* _To do_
Give back every line of the material below that has the string "ParseError".

* _Extracted information_
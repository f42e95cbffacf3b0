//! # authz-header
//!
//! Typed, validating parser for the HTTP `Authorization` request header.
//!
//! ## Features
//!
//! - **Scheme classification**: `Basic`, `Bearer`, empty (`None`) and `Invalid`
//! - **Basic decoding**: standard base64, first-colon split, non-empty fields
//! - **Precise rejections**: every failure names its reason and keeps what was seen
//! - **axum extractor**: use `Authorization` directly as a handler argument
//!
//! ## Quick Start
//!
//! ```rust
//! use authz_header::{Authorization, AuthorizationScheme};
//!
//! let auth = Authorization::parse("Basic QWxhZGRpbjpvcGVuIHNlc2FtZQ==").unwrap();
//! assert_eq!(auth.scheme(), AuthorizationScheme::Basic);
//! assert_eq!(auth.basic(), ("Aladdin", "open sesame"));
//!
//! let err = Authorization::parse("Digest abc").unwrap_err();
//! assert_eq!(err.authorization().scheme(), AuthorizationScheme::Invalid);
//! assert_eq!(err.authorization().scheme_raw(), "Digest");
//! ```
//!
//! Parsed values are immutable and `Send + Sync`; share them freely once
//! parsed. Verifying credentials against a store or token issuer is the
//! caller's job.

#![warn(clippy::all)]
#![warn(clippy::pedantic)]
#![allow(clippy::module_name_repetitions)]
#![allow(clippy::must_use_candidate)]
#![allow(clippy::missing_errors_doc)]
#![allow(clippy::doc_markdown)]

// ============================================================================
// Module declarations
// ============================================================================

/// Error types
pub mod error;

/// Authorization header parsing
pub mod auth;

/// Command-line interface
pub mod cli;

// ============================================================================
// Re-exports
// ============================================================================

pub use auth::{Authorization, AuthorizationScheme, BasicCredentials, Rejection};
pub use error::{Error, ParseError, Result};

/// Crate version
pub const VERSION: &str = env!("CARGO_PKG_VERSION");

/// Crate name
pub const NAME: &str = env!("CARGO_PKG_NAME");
* * *
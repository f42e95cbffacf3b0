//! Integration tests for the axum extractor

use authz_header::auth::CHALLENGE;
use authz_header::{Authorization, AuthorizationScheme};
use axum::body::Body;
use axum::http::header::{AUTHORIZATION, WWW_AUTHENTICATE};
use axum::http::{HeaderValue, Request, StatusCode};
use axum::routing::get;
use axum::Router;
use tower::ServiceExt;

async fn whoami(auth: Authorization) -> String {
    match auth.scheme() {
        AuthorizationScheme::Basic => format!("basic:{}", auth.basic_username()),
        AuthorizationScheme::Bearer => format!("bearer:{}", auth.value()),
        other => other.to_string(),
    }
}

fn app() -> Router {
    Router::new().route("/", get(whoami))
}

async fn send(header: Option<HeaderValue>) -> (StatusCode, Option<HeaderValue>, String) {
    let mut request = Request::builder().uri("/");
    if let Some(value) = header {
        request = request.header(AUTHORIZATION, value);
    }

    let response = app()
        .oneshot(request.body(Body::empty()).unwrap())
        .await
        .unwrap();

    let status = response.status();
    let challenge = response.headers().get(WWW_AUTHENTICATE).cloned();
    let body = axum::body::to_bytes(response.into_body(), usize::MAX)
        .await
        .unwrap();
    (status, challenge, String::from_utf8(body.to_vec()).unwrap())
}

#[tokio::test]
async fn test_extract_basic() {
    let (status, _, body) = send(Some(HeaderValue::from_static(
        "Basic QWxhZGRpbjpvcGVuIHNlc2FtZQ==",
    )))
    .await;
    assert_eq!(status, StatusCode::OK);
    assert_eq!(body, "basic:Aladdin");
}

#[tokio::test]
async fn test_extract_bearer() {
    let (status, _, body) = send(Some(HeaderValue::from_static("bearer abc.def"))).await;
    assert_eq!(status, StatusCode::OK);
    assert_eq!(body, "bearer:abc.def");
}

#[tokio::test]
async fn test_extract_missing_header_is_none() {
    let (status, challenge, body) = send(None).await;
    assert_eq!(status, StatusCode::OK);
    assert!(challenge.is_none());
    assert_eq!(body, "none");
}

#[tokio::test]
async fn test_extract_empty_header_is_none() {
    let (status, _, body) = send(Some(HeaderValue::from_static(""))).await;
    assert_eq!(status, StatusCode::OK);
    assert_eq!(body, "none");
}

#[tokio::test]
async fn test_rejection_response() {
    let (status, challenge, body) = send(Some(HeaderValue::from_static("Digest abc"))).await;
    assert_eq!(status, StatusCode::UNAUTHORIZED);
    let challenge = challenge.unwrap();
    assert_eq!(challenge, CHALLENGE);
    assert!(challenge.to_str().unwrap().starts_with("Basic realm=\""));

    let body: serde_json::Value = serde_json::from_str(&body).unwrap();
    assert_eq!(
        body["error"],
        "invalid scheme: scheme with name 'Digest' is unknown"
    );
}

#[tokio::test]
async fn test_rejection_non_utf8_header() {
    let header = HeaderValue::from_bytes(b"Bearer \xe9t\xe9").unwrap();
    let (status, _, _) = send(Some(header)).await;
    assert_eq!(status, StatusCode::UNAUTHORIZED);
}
...
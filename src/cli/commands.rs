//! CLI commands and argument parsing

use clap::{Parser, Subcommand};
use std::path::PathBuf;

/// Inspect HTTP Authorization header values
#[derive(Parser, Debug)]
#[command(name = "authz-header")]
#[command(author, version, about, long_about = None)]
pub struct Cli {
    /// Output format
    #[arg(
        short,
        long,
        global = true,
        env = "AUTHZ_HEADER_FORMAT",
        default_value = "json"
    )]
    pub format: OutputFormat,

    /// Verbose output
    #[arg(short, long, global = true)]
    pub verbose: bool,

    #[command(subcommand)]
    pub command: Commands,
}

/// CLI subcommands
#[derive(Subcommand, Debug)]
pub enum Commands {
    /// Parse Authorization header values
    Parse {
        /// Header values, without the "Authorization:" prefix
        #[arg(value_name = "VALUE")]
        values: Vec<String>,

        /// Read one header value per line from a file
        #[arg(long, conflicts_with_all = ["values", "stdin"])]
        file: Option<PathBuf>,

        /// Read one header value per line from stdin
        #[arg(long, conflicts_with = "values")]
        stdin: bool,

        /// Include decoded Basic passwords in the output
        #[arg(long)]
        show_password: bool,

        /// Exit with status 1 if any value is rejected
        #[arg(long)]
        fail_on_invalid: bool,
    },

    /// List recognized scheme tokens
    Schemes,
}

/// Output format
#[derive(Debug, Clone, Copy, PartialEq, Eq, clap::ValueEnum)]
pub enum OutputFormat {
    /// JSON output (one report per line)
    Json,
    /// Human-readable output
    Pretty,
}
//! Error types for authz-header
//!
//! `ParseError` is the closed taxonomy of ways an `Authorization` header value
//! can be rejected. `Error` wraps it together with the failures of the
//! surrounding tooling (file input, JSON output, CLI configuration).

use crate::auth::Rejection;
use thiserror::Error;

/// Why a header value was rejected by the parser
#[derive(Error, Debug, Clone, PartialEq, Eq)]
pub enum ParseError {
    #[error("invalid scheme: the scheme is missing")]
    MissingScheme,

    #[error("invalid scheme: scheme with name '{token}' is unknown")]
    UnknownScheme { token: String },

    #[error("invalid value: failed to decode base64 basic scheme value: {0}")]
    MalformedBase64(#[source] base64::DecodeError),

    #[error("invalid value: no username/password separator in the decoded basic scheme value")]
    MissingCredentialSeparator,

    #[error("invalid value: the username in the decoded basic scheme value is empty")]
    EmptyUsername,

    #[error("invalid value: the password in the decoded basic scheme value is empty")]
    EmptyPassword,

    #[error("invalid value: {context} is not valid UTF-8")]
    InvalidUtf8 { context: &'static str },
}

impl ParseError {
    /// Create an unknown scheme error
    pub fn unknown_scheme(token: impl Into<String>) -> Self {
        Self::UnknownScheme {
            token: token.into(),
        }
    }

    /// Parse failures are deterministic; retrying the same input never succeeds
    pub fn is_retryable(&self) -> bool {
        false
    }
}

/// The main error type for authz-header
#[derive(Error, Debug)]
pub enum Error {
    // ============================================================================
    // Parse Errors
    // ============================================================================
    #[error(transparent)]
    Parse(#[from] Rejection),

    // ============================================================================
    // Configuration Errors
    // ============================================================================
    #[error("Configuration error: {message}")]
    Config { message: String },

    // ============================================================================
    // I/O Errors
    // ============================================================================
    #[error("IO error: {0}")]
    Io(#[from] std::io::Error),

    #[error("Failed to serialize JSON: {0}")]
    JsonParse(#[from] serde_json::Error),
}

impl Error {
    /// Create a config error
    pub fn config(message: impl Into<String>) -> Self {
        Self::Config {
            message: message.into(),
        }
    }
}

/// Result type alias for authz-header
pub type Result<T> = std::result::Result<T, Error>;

* _Your solution_
pub use error::{Error, ParseError, Result};
//! `ParseError` is the closed taxonomy of ways an `Authorization` header value
pub enum ParseError {
impl ParseError {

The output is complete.